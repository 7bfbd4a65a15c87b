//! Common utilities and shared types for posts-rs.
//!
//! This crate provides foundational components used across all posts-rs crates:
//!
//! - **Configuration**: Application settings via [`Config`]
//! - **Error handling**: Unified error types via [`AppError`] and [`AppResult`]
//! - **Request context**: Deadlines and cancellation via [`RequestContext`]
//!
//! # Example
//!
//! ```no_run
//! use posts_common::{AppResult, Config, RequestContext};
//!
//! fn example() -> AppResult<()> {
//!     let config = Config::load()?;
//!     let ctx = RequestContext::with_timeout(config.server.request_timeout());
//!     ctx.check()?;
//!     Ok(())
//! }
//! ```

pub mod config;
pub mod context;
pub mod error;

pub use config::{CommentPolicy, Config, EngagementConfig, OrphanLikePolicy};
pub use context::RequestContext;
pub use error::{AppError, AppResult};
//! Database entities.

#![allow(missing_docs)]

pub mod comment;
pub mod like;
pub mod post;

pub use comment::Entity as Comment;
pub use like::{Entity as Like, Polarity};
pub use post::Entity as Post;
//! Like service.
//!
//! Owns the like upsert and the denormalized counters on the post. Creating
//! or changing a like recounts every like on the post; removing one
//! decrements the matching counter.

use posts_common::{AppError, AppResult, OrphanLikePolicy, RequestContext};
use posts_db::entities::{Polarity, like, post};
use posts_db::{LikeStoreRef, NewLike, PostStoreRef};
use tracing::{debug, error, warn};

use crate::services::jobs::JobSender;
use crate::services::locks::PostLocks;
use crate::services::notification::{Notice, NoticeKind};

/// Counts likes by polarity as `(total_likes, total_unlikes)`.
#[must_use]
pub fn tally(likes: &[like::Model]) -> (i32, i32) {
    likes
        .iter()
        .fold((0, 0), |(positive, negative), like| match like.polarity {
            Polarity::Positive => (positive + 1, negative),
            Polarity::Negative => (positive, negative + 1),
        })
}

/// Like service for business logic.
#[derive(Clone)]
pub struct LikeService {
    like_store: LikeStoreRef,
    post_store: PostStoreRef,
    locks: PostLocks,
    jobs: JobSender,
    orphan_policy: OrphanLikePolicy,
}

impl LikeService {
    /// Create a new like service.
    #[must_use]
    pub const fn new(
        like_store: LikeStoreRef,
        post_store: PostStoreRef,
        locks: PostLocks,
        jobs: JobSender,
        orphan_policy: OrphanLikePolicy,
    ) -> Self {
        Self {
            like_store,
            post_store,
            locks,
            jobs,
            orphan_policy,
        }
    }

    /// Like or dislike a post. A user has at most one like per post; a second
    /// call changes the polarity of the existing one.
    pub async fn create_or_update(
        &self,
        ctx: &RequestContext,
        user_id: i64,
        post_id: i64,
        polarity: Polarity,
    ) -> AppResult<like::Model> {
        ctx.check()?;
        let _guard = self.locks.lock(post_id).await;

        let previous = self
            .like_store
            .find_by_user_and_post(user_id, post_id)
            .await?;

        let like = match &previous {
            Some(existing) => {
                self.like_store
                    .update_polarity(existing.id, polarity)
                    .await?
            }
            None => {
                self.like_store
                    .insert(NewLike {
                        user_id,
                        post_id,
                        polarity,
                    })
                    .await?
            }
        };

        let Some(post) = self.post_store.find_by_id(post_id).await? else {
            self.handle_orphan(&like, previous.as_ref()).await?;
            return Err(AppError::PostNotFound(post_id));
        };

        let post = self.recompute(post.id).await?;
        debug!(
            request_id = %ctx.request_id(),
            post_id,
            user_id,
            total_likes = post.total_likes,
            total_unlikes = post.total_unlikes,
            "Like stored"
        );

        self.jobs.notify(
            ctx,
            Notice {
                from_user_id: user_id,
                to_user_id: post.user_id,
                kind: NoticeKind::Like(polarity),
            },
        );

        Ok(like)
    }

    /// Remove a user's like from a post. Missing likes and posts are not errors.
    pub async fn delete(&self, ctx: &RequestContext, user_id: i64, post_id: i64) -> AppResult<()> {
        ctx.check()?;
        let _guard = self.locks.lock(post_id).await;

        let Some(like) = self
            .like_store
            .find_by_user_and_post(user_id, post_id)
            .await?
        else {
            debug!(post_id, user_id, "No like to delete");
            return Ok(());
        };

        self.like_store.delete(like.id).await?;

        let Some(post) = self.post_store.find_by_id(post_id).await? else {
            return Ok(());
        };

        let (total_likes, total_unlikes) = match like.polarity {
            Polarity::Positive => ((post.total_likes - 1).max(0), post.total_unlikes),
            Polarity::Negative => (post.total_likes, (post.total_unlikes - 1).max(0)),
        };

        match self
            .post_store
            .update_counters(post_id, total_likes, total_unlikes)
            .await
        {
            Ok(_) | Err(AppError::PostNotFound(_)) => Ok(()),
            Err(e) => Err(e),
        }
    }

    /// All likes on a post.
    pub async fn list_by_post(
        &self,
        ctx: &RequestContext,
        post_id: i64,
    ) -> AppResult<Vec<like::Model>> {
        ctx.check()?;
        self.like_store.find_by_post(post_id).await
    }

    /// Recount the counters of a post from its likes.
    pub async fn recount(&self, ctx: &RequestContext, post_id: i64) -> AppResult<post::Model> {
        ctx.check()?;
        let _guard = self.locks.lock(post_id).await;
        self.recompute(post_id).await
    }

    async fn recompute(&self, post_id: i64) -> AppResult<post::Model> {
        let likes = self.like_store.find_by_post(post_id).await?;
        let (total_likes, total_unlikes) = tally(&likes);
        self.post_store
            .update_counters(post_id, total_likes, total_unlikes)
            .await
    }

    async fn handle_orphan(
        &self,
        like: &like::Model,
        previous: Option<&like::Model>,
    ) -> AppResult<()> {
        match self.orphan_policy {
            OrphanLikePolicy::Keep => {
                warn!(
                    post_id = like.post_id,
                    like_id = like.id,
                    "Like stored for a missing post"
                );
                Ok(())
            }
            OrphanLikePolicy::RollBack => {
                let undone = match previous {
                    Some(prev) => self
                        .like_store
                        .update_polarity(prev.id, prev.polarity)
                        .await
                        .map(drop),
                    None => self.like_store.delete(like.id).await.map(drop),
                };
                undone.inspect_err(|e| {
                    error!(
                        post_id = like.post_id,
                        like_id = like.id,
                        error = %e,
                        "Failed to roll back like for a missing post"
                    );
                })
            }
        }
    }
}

---

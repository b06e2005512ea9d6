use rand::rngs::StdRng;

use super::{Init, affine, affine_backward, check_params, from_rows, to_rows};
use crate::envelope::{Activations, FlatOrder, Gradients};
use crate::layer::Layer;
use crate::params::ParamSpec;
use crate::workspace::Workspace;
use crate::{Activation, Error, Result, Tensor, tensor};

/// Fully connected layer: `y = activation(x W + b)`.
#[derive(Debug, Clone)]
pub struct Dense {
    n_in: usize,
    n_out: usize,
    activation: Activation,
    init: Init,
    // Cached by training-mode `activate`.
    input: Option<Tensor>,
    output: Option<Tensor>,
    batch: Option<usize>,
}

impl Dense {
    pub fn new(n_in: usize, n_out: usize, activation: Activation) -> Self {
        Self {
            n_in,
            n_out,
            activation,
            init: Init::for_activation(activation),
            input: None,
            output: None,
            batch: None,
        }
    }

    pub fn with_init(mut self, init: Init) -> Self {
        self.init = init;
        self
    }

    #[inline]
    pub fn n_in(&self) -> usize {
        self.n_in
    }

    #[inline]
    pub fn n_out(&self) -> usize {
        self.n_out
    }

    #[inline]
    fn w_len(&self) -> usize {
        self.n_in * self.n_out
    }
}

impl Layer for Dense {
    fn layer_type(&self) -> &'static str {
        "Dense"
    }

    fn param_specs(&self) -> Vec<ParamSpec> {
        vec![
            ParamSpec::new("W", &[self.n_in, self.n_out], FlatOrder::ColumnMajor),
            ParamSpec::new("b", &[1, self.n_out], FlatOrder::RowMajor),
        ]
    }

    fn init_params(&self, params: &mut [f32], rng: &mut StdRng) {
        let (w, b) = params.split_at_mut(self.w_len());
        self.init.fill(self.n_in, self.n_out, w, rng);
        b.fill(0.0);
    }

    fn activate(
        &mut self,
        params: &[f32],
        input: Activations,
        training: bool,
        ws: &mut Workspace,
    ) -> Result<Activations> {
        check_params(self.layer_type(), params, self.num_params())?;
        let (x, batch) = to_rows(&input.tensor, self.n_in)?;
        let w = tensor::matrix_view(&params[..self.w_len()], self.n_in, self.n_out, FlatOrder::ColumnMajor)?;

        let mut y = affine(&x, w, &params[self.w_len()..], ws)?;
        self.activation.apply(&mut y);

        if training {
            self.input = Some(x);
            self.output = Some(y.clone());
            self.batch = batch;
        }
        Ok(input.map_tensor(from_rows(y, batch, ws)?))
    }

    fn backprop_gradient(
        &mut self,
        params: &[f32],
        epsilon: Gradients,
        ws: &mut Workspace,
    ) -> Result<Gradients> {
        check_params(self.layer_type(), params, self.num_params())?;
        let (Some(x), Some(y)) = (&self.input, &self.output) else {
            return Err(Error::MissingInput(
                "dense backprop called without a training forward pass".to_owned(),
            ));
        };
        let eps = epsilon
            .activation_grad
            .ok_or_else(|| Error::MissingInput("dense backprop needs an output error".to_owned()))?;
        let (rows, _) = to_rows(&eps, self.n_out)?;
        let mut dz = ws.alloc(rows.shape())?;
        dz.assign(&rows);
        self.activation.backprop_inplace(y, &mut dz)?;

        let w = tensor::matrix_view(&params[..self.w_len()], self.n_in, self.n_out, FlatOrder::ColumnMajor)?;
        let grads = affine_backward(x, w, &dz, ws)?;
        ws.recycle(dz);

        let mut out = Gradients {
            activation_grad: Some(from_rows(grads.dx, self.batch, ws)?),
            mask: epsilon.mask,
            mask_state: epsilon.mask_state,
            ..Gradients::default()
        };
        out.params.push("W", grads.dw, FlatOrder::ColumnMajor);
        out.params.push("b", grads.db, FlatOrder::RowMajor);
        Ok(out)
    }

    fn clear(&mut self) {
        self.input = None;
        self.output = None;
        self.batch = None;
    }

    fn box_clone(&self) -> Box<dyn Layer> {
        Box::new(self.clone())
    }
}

...

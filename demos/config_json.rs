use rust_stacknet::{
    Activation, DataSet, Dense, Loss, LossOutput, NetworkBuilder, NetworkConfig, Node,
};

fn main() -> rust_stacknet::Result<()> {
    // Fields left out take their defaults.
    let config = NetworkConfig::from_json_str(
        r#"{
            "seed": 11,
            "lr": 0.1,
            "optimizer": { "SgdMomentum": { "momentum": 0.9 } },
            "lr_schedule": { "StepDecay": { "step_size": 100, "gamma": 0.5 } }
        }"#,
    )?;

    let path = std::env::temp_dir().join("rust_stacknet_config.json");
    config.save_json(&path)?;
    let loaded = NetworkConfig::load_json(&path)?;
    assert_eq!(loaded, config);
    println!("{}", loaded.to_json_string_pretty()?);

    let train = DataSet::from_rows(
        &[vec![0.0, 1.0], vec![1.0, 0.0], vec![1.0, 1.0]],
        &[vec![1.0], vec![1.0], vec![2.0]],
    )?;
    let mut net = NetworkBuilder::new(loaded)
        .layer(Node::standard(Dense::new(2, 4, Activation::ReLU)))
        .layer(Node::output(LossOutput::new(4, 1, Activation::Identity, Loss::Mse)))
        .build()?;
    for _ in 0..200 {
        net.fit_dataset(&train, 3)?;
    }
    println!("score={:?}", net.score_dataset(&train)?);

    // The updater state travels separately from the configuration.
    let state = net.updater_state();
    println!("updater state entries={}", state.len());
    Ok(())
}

→ PROBLEM DETAILS
What lines in the material include the string "NetworkBuilder"? Pull each one out.

→ WRITTEN RESPONSE
    Activation, DataSet, Dense, Loss, LossOutput, NetworkBuilder, NetworkConfig, Node,
    let mut net = NetworkBuilder::new(loaded)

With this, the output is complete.